DNA ligation is the process of joining together two DNA molecule ends (either from the same or different molecules). Specifically, it involves creating a phosphodiester bond bond between the 3′ hydroxyl of one nucleotide and the 5′ phosphate of another. This reaction is usually catalyzed by a DNA ligase enzyme. This enzyme will ligate DNA fragments having blunt or overhanging, complementary, ‘sticky’ ends. Typically, it is easier to ligate molecules with complementary sticky ends than blunt ends. T4 DNA ligase is the most commonly used DNA ligase for molecular biology techniques and can ligate ‘sticky’ or blunt ends.
The two components of the DNA in the ligation reaction should be equimolar and around 100μg/ml. Most commonly, one wants to ligate an insert DNA molecule into a plasmid, ready for bacterial transformation. Typically, DNA and plasmid vector are individually cut to yield complementary ends, then both are added to a ligation reaction to be circularised by DNA ligase. If the plasmid backbone to insert DNA ratio is too high then excess ’empty’ mono and polymeric plasmids will be generated. If the ratio is too low then the result may be an excess of linear and circular homo- and heteropolymers.
T4 DNA ligase
10x T4 DNA Ligase Buffer
Deionized, sterile H2O
Purified, linearized vector (likely in H2O or EB)

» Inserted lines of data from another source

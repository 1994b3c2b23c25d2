//! A single lzip member: header + LZMA payload + trailer.
//!
//! This is the layer that actually drives [`rlzip_lzma`] - the codec crate
//! produces and consumes raw LZMA streams only, so everything here is
//! framing: measuring the payload as it's written/read so the trailer's
//! `member_size` comes out right, and hashing the decompressed bytes so the
//! trailer's `data_crc` can be checked.

use crate::header::LzipHeader;
use crate::trailer::{LzipTrailer, TRAILER_SIZE};
use rlzip_core::crc::Crc32;
use rlzip_core::error::Result;
use rlzip_lzma::{EncoderOptions, decode as lzma_decode, encode as lzma_encode};
use std::io::{Read, Write};

/// A writer adapter that counts bytes passed through it.
struct CountingWriter<W> {
    inner: W,
    count: u64,
}

impl<W> CountingWriter<W> {
    fn new(inner: W) -> Self {
        Self { inner, count: 0 }
    }
}

impl<W: Write> Write for CountingWriter<W> {
    fn write(&mut self, buf: &[u8]) -> std::io::Result<usize> {
        let n = self.inner.write(buf)?;
        self.count += n as u64;
        Ok(n)
    }

    fn flush(&mut self) -> std::io::Result<()> {
        self.inner.flush()
    }
}

/// A reader adapter that counts bytes passed through it.
struct CountingReader<R> {
    inner: R,
    count: u64,
}

impl<R> CountingReader<R> {
    fn new(inner: R) -> Self {
        Self { inner, count: 0 }
    }
}

impl<R: Read> Read for CountingReader<R> {
    fn read(&mut self, buf: &mut [u8]) -> std::io::Result<usize> {
        let n = self.inner.read(buf)?;
        self.count += n as u64;
        Ok(n)
    }
}

/// A writer adapter that hashes and counts everything passed through it,
/// forwarding the bytes unchanged to the wrapped sink.
struct CrcCountingWriter<W> {
    inner: W,
    crc: Crc32,
    count: u64,
}

impl<W> CrcCountingWriter<W> {
    fn new(inner: W) -> Self {
        Self {
            inner,
            crc: Crc32::new(),
            count: 0,
        }
    }
}

impl<W: Write> Write for CrcCountingWriter<W> {
    fn write(&mut self, buf: &[u8]) -> std::io::Result<usize> {
        let n = self.inner.write(buf)?;
        self.crc.update(&buf[..n]);
        self.count += n as u64;
        Ok(n)
    }

    fn flush(&mut self) -> std::io::Result<()> {
        self.inner.flush()
    }
}

/// Summary of one member, as produced by encoding or verified while decoding.
#[derive(Debug, Clone, Copy, PartialEq, Eq)]
pub struct MemberInfo {
    /// The member's parsed header.
    pub header: LzipHeader,
    /// Size of the decompressed data this member holds.
    pub data_size: u64,
    /// CRC-32 of the decompressed data.
    pub data_crc: u32,
    /// Total size of the member on the wire (header + payload + trailer).
    pub member_size: u64,
}

/// Encode `data` as one complete lzip member (header, LZMA payload, trailer)
/// written to `out`. Returns the member's size in bytes.
pub fn write_member<W: Write>(data: &[u8], opts: &EncoderOptions, mut out: W) -> Result<MemberInfo> {
    let header = LzipHeader::new(opts.dict_size);
    header.write(&mut out)?;

    let payload_writer = CountingWriter::new(out);
    let payload_writer = lzma_encode(data, opts, payload_writer)?;
    let payload_size = payload_writer.count;
    let mut out = payload_writer.inner;

    let data_crc = Crc32::compute(data);
    let member_size = 6 + payload_size + TRAILER_SIZE as u64;
    let trailer = LzipTrailer {
        data_crc,
        data_size: data.len() as u64,
        member_size,
    };
    trailer.write(&mut out)?;

    Ok(MemberInfo {
        header,
        data_size: data.len() as u64,
        data_crc,
        member_size,
    })
}

/// Read one complete lzip member from `reader`, writing the decompressed
/// data to `out` and verifying the trailer. Returns the member's summary and
/// the reader, positioned just past the trailer (ready for the next member
/// in a concatenated stream).
pub fn read_member<R: Read, W: Write>(mut reader: R, out: W) -> Result<(MemberInfo, R)> {
    let header = LzipHeader::read(&mut reader)?;

    let mut counting_reader = CountingReader::new(reader);
    let mut crc_writer = CrcCountingWriter::new(out);
    lzma_decode(&mut counting_reader, header.dict_size, &mut crc_writer)?;

    let payload_size = counting_reader.count;
    let data_size = crc_writer.count;
    let data_crc = crc_writer.crc.clone().finalize();
    let mut reader = counting_reader.inner;

    let trailer = LzipTrailer::read(&mut reader)?;
    let member_size = 6 + payload_size + TRAILER_SIZE as u64;
    trailer.verify(data_crc, data_size, member_size)?;

    Ok((
        MemberInfo {
            header,
            data_size,
            data_crc,
            member_size,
        },
        reader,
    ))
}

#[cfg(test)]
mod tests {
    use super::*;
    use rlzip_core::CompressionLevel;
    use std::io::Cursor;

    #[test]
    fn test_member_roundtrip() {
        let opts = EncoderOptions::from_level(CompressionLevel::DEFAULT);
        let data = b"hello\n";

        let mut buf = Vec::new();
        let written = write_member(data, &opts, &mut buf).unwrap();
        assert_eq!(written.data_size, 6);
        assert_eq!(written.data_crc, 0xC63B_4682);
        assert_eq!(written.member_size, buf.len() as u64);

        let mut out = Vec::new();
        let (info, _reader) = read_member(Cursor::new(buf), &mut out).unwrap();
        assert_eq!(out, data);
        assert_eq!(info, written);
    }

    #[test]
    fn test_empty_member_roundtrip() {
        let opts = EncoderOptions::from_level(CompressionLevel::DEFAULT);
        let mut buf = Vec::new();
        let written = write_member(b"", &opts, &mut buf).unwrap();
        assert_eq!(written.data_size, 0);
        assert_eq!(written.data_crc, 0);

        let mut out = Vec::new();
        let (info, _) = read_member(Cursor::new(buf), &mut out).unwrap();
        assert!(out.is_empty());
        assert_eq!(info.data_size, 0);
    }

    #[test]
    fn test_member_rejects_truncated_trailer() {
        let opts = EncoderOptions::from_level(CompressionLevel::DEFAULT);
        let mut buf = Vec::new();
        write_member(b"hello world hello world", &opts, &mut buf).unwrap();
        buf.truncate(buf.len() - 1);

        let mut out = Vec::new();
        assert!(read_member(Cursor::new(buf), &mut out).is_err());
    }

    #[test]
    fn test_member_detects_flipped_trailer_bit() {
        let opts = EncoderOptions::from_level(CompressionLevel::DEFAULT);
        let mut buf = Vec::new();
        write_member(b"hello world", &opts, &mut buf).unwrap();
        let last = buf.len() - 1;
        buf[last] ^= 0x01;

        let mut out = Vec::new();
        assert!(read_member(Cursor::new(buf), &mut out).is_err());
    }
}
//! # rlzip-format
//!
//! lzip (.lz) member framing: the 6-byte header, 20-byte trailer, and the
//! rules for reading/writing streams of concatenated members.
//!
//! This crate knows nothing about the LZMA bitstream itself - that's
//! [`rlzip_lzma`] - it just wires a header and trailer around whatever that
//! crate produces or consumes, and decides what to do with bytes that don't
//! look like a member.
//!
//! ## Compression
//!
//! ```
//! use rlzip_format::member::write_member;
//! use rlzip_lzma::EncoderOptions;
//! use rlzip_core::CompressionLevel;
//!
//! let opts = EncoderOptions::from_level(CompressionLevel::DEFAULT);
//! let mut out = Vec::new();
//! let info = write_member(b"hello\n", &opts, &mut out).unwrap();
//! assert_eq!(info.data_crc, 0xC63B_4682);
//! ```
//!
//! ## Decompression
//!
//! ```
//! use rlzip_format::member::{read_member, write_member};
//! use rlzip_format::stream::TrailingDataPolicy;
//! use rlzip_lzma::EncoderOptions;
//! use rlzip_core::CompressionLevel;
//! use std::io::Cursor;
//!
//! let opts = EncoderOptions::from_level(CompressionLevel::DEFAULT);
//! let mut compressed = Vec::new();
//! write_member(b"hello\n", &opts, &mut compressed).unwrap();
//!
//! let mut out = Vec::new();
//! let (info, _) = read_member(Cursor::new(compressed), &mut out).unwrap();
//! assert_eq!(out, b"hello\n");
//! assert_eq!(info.data_size, 6);
//! ```

#![warn(missing_docs)]
#![warn(clippy::all)]

pub mod header;
pub mod member;
pub mod stream;
pub mod trailer;

pub use header::LzipHeader;
pub use member::{MemberInfo, read_member, write_member};
pub use stream::{TrailingDataPolicy, decode_stream, encode_stream};
pub use trailer::LzipTrailer;
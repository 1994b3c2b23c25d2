//! Greedy (non-optimal) packet planner, used at the fast end of the
//! compression-level range where the cost of price-driven planning isn't
//! worth paying.
//!
//! Unlike [`crate::optimal::OptimalParser`] this makes an irrevocable choice
//! at every position: take the first acceptable match, preferring a rep
//! match over a fresh distance unless the fresh match is meaningfully
//! longer, otherwise emit a literal.

use crate::match_finder::MatchFinder;
use crate::model::MATCH_LEN_MIN;
use crate::optimal::Packet;

/// Smallest length at which a fresh (non-rep) match is considered at all -
/// anything shorter rarely earns back its distance-encoding overhead.
const MIN_NORMAL_MATCH_LEN: usize = MATCH_LEN_MIN;

/// A match is only preferred over an equal-or-shorter rep match if it beats
/// the rep length by more than this margin, since encoding a fresh distance
/// costs more bits than reusing one already in the rep history.
const REP_PREFERENCE_MARGIN: usize = 2;

fn rep_match_len(data: &[u8], pos: usize, dist: u32, max_len: usize) -> usize {
    let dist = dist as usize;
    if dist >= pos {
        return 0;
    }
    let start = pos - dist - 1;
    let mut len = 0;
    while len < max_len && data[pos + len] == data[start + len] {
        len += 1;
    }
    len
}

/// Greedy planner sharing the [`Packet`] vocabulary with the optimal parser
/// so both can feed the same encoder loop.
pub struct FastParser {
    match_len_limit: usize,
}

impl FastParser {
    /// Build a planner that never proposes matches longer than
    /// `match_len_limit`.
    pub fn new(match_len_limit: usize) -> Self {
        Self { match_len_limit }
    }

    /// Decide the next packet at `pos`, inserting `pos` into `mf`.
    ///
    /// Same call-order requirement as [`crate::optimal::OptimalParser::next_packet`]:
    /// `mf` must not already have seen `pos`.
    pub fn next_packet(&mut self, data: &[u8], pos: usize, mf: &mut MatchFinder, reps: [u32; 4]) -> Packet {
        let remaining = data.len() - pos;
        let limit = remaining.min(self.match_len_limit);

        let mut best_rep: Option<(u8, usize)> = None;
        for (idx, &d) in reps.iter().enumerate() {
            let len = rep_match_len(data, pos, d, limit);
            if len >= MATCH_LEN_MIN && best_rep.is_none_or(|(_, l)| len > l) {
                best_rep = Some((idx as u8, len));
            }
        }

        let matches = mf.insert_and_get_matches(data, pos, limit);
        let best_match = matches.last().copied();

        match (best_rep, best_match) {
            (Some((0, 1)), _) => Packet::ShortRep,
            (Some((idx, rep_len)), Some(m))
                if rep_len + REP_PREFERENCE_MARGIN >= m.len as usize || rep_len >= m.len as usize =>
            {
                Packet::Rep { idx, len: rep_len as u32 }
            }
            (Some((idx, rep_len)), None) => Packet::Rep { idx, len: rep_len as u32 },
            (_, Some(m)) if m.len as usize >= MIN_NORMAL_MATCH_LEN => {
                Packet::Match { dist: m.dist, len: m.len }
            }
            _ => Packet::Literal(data[pos]),
        }
    }
}
//! Test command implementation: verify member integrity without writing
//! the decompressed data anywhere (mirrors lzip's `-t`).

use crate::error::Result;
use rlzip_format::stream::{TrailingDataPolicy, decode_stream};
use std::io::Cursor;
use std::path::PathBuf;

pub fn cmd_test(files: &[PathBuf], verbose: bool) -> Result<()> {
    if files.is_empty() {
        return Err("no input files given".into());
    }

    let mut ok_count = 0usize;
    let mut error_count = 0usize;
    let mut errors: Vec<(PathBuf, String)> = Vec::new();

    for file in files {
        let compressed = std::fs::read(file)?;
        let mut sink = std::io::sink();

        match decode_stream(Cursor::new(&compressed), &mut sink, TrailingDataPolicy::Strict) {
            Ok(infos) => {
                ok_count += 1;
                if verbose {
                    println!(
                        "  OK: {} ({} member{})",
                        file.display(),
                        infos.len(),
                        if infos.len() == 1 { "" } else { "s" }
                    );
                }
            }
            Err(e) => {
                error_count += 1;
                errors.push((file.clone(), e.to_string()));
                if verbose {
                    println!("  FAILED: {} - {}", file.display(), e);
                }
            }
        }
    }

    if files.len() > 1 || verbose {
        println!();
        println!("Test results:");
        println!("  Total files tested: {}", files.len());
        println!("  OK: {ok_count}");
        println!("  Failed: {error_count}");
    }

    if !errors.is_empty() && !verbose {
        println!();
        println!("Errors:");
        for (file, err) in &errors {
            println!("  {}: {}", file.display(), err);
        }
    }

    if error_count > 0 {
        std::process::exit(2);
    }

    Ok(())
}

Purified, linearized insert (likely in H2O or EB)
10μL Ligation Mix
Larger ligation mixes are also commonly used
1.0 μL 10X T4 ligase buffer
6:1 molar ratio of insert to vector (~10ng vector)
Add (8.5 – vector and insert volume)μl ddH2O
0.5 μL T4 Ligase
Calculating Insert Amount
The insert to vector molar ratio can have a significant effect on the outcome of a ligation and subsequent transformation step. Molar ratios can vary from a 1:1 insert to vector molar ratio to 10:1. It may be necessary to try several ratios in parallel for best results.